The Big Impact of Inflation – Your life insurance policy needs to get from Today to Your Future
Providing long term security for you and your family means:
Planning for the day the policy will actually be used.
You purchase a life insurance policy today, to protect for an unexpected event today, and for tomorrow. That is very important. When planning for life insurance protection that is meant to last your lifetime, for instance for Final Expenses, or for Capital Gains Taxes, you need to take the impact of inflation into your planning.
Why is this important?
Because life insurance can be difficult to acquire in the future. Unlike buying a fridge or a car, or even growing into larger homes, buying life insurance depends on your state of health. And the older we get, the more likely we will develop health issues. Which means it can be difficult to purchase new insurance along the way – even though inflation increases your insurance needs.
For example – let’s look at Final Expenses.

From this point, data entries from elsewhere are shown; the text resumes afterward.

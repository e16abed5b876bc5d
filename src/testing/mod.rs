//! In-memory stand-ins for the database so browse flows can be tested
//! without a MySQL server. The fake understands exactly the statements
//! `QueryBuilder` produces and records every one it executes.

use std::sync::atomic::{AtomicUsize, Ordering};
use std::sync::{Arc, Mutex};

use async_trait::async_trait;
use serde_json::Value;

use crate::database::{Catalog, Connector, Credentials, DatabaseError, ResultSet, Row, SqlStatement};

#[derive(Debug, Clone)]
pub struct FakeTable {
    pub name: String,
    pub columns: Vec<String>,
    pub rows: Vec<Vec<Value>>,
}

impl FakeTable {
    pub fn new(name: &str, columns: &[&str]) -> Self {
        Self {
            name: name.to_string(),
            columns: columns.iter().map(|c| c.to_string()).collect(),
            rows: vec![],
        }
    }

    pub fn row(mut self, values: Vec<Value>) -> Self {
        self.rows.push(values);
        self
    }
}

#[derive(Default)]
struct Inner {
    tables: Vec<FakeTable>,
    accepted: Vec<Credentials>,
    failing_on: Option<String>,
    executed: Mutex<Vec<SqlStatement>>,
    opened: AtomicUsize,
    closed: AtomicUsize,
}

/// Shared handle: the connector and every catalog it hands out see the same state.
#[derive(Clone, Default)]
pub struct FakeDatabase {
    inner: Arc<Inner>,
}

impl FakeDatabase {
    pub fn new(tables: Vec<FakeTable>, accepted: Vec<Credentials>) -> Self {
        Self {
            inner: Arc::new(Inner { tables, accepted, ..Default::default() }),
        }
    }

    /// Any statement whose text contains `fragment` fails with a query error.
    pub fn failing_on(tables: Vec<FakeTable>, accepted: Vec<Credentials>, fragment: &str) -> Self {
        Self {
            inner: Arc::new(Inner {
                tables,
                accepted,
                failing_on: Some(fragment.to_string()),
                ..Default::default()
            }),
        }
    }

    pub fn connector(&self) -> FakeConnector {
        FakeConnector { db: self.clone() }
    }

    pub fn executed(&self) -> Vec<SqlStatement> {
        self.inner.executed.lock().unwrap().clone()
    }

    pub fn executed_queries(&self) -> Vec<String> {
        self.executed().into_iter().map(|s| s.query).collect()
    }

    pub fn opened(&self) -> usize {
        self.inner.opened.load(Ordering::SeqCst)
    }

    pub fn closed(&self) -> usize {
        self.inner.closed.load(Ordering::SeqCst)
    }

    fn table(&self, name: &str) -> Option<&FakeTable> {
        self.inner.tables.iter().find(|t| t.name == name)
    }

    fn record(&self, stmt: &SqlStatement) -> Result<(), DatabaseError> {
        self.inner.executed.lock().unwrap().push(stmt.clone());
        match &self.inner.failing_on {
            Some(fragment) if stmt.query.contains(fragment.as_str()) => {
                Err(DatabaseError::QueryError(format!("simulated failure on {}", fragment)))
            }
            _ => Ok(()),
        }
    }

    /// Table named in the first backtick-quoted identifier of the statement.
    fn target(&self, stmt: &SqlStatement) -> Result<&FakeTable, DatabaseError> {
        let name = stmt
            .query
            .split('`')
            .nth(1)
            .ok_or_else(|| DatabaseError::QueryError(format!("no table in {}", stmt.query)))?;
        self.table(name)
            .ok_or_else(|| DatabaseError::QueryError(format!("Table '{}' doesn't exist", name)))
    }
}

pub struct FakeConnector {
    db: FakeDatabase,
}

#[async_trait]
impl Connector for FakeConnector {
    async fn connect(&self, credentials: &Credentials) -> Option<Box<dyn Catalog>> {
        if !self.db.inner.accepted.contains(credentials) {
            return None;
        }
        self.db.inner.opened.fetch_add(1, Ordering::SeqCst);
        Some(Box::new(FakeCatalog { db: self.db.clone() }))
    }
}

pub struct FakeCatalog {
    db: FakeDatabase,
}

fn unwrap_like(pattern: &str) -> String {
    pattern.trim_matches('%').to_lowercase()
}

fn cell_text(value: &Value) -> String {
    match value {
        Value::String(s) => s.clone(),
        Value::Null => String::new(),
        other => other.to_string(),
    }
}

#[async_trait]
impl Catalog for FakeCatalog {
    async fn query_names(&mut self, stmt: &SqlStatement) -> Result<Vec<String>, DatabaseError> {
        self.db.record(stmt)?;
        let needle = stmt.params.get(1).map(|p| unwrap_like(p)).unwrap_or_default();
        Ok(self
            .db
            .inner
            .tables
            .iter()
            .filter(|t| t.name.to_lowercase().contains(&needle))
            .map(|t| t.name.clone())
            .collect())
    }

    async fn query_count(&mut self, stmt: &SqlStatement) -> Result<i64, DatabaseError> {
        self.db.record(stmt)?;
        let name = stmt.params.get(1).map(String::as_str).unwrap_or_default();
        Ok(self.db.table(name).map(|_| 1).unwrap_or(0))
    }

    async fn describe(&mut self, stmt: &SqlStatement) -> Result<Vec<String>, DatabaseError> {
        self.db.record(stmt)?;
        Ok(self.db.target(stmt)?.columns.clone())
    }

    async fn query_rows(&mut self, stmt: &SqlStatement) -> Result<ResultSet, DatabaseError> {
        self.db.record(stmt)?;
        let table = self.db.target(stmt)?;
        let needle = stmt.params.first().map(|p| unwrap_like(p));

        let rows = table
            .rows
            .iter()
            .filter(|values| match &needle {
                Some(needle) => values.iter().any(|v| cell_text(v).to_lowercase().contains(needle)),
                None => true,
            })
            .map(|values| {
                table
                    .columns
                    .iter()
                    .cloned()
                    .zip(values.iter().cloned())
                    .collect::<Row>()
            })
            .collect();

        Ok(ResultSet { columns: table.columns.clone(), rows })
    }

    async fn close(self: Box<Self>) {
        self.db.inner.closed.fetch_add(1, Ordering::SeqCst);
    }
}

/// A small schema shared by the browse tests.
pub fn sample_database() -> FakeDatabase {
    FakeDatabase::new(sample_tables(), vec![Credentials::new("javier", "secreto")])
}

pub fn sample_tables() -> Vec<FakeTable> {
    use serde_json::json;

    vec![
        FakeTable::new("clientes", &["id", "nombre", "ciudad"])
            .row(vec![json!(1), json!("Ana Smith"), json!("Madrid")])
            .row(vec![json!(2), json!("Luis Pérez"), json!("Sevilla")])
            .row(vec![json!(3), json!("Marta"), Value::Null]),
        FakeTable::new("pedidos", &["id", "cliente_id", "total"])
            .row(vec![json!(10), json!(1), json!("19.99")]),
        FakeTable::new("vacia", &[]),
    ]
}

Final expenses are items such as funerals, final medical bills, perhaps accountant bills related to wrapping up an estate, and those last bills related to living, such as the last hydro, credit cards, household bills that continue a month or so after a person dies, but the pension income such as CPP has stopped on the day one dies.
Lets assume you are about 50 – 55 with a final expense bill in today’s dollars of: $25,000.
Those same expenses in 25 years would cost: $46,000
35 years would cost: $60,000
Assuming 2.5% inflation (CPI for 1985 – 2010 was 2.48% average) see Bank of Canada link in my Facts and Stuff page.
What if you decided to purchase a $25,000 life insurance policy to cover your final expenses? Well, that would cover them for today, but that same $25,000 policy would only cover $14,000 in 25 years and $11,000 in 35 years – of those very same expenses. In other words, just when you had planned to actually use the policy, it would not cover what you had intended it to cover.
Your policy needs to be able to be there for you today
and take you into your future.
So in the above example, taking inflation into your planning, and acquiring a policy of $60,000, for your final expenses – would be a much better decision. Your expenses would be covered even with inflation considered.
And this would give you long lasting peace of mind.
Best Jane
Disclaimer – Everyone is different. So please seek professional advice about your personal situation. These blog posts are meant to be helpful as generalities, and your personal situation needs to be addressed individually by professionals. Best Jane.